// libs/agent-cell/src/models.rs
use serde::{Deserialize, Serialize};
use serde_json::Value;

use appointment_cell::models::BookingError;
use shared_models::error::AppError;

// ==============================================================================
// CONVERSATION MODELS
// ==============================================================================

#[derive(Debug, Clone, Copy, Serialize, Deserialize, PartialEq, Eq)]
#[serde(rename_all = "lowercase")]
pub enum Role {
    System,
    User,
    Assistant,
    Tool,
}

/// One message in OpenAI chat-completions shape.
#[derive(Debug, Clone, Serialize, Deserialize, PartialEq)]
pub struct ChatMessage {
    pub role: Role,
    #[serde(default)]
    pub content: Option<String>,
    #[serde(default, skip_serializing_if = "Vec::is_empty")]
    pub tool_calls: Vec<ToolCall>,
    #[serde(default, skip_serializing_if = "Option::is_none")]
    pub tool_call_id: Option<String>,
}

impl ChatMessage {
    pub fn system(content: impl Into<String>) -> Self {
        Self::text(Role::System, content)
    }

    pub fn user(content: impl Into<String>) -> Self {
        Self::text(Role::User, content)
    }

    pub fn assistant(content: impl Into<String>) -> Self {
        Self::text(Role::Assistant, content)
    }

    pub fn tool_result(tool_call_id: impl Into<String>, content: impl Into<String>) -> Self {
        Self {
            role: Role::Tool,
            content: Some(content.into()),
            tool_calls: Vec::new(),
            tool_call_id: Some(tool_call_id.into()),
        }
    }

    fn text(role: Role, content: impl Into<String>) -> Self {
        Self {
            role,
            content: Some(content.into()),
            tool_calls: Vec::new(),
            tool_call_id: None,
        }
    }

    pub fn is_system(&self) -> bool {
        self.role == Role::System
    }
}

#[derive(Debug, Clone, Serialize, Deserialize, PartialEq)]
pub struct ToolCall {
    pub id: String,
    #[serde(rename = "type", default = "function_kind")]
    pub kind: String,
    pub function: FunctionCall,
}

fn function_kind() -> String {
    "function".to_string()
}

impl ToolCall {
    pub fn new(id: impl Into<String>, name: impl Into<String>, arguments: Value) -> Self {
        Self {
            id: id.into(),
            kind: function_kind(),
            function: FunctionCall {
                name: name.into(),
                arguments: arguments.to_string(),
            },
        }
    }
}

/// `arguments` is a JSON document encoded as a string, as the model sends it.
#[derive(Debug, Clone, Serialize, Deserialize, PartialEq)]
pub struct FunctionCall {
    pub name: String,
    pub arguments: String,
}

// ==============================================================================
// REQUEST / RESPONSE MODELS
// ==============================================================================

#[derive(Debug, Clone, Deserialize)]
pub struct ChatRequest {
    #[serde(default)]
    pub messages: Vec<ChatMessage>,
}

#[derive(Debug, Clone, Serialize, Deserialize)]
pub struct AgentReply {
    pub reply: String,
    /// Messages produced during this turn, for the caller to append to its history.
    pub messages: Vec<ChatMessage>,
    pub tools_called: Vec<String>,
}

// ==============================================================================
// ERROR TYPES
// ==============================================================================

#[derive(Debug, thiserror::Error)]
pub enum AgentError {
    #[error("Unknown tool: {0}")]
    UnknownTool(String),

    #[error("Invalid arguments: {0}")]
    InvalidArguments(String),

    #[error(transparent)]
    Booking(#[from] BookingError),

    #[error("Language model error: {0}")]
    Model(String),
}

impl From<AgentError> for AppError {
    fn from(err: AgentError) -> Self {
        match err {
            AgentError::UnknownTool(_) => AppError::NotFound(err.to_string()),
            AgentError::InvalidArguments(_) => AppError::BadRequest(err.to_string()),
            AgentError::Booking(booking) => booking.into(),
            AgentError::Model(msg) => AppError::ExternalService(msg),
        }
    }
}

════════════════════

**EXERCISE INSTRUCTIONS**
Find each line in the records above that contains "UnknownTool", and copy it.

**TASK RESULT**
    UnknownTool(String),
            AgentError::UnknownTool(_) => AppError::NotFound(err.to_string()),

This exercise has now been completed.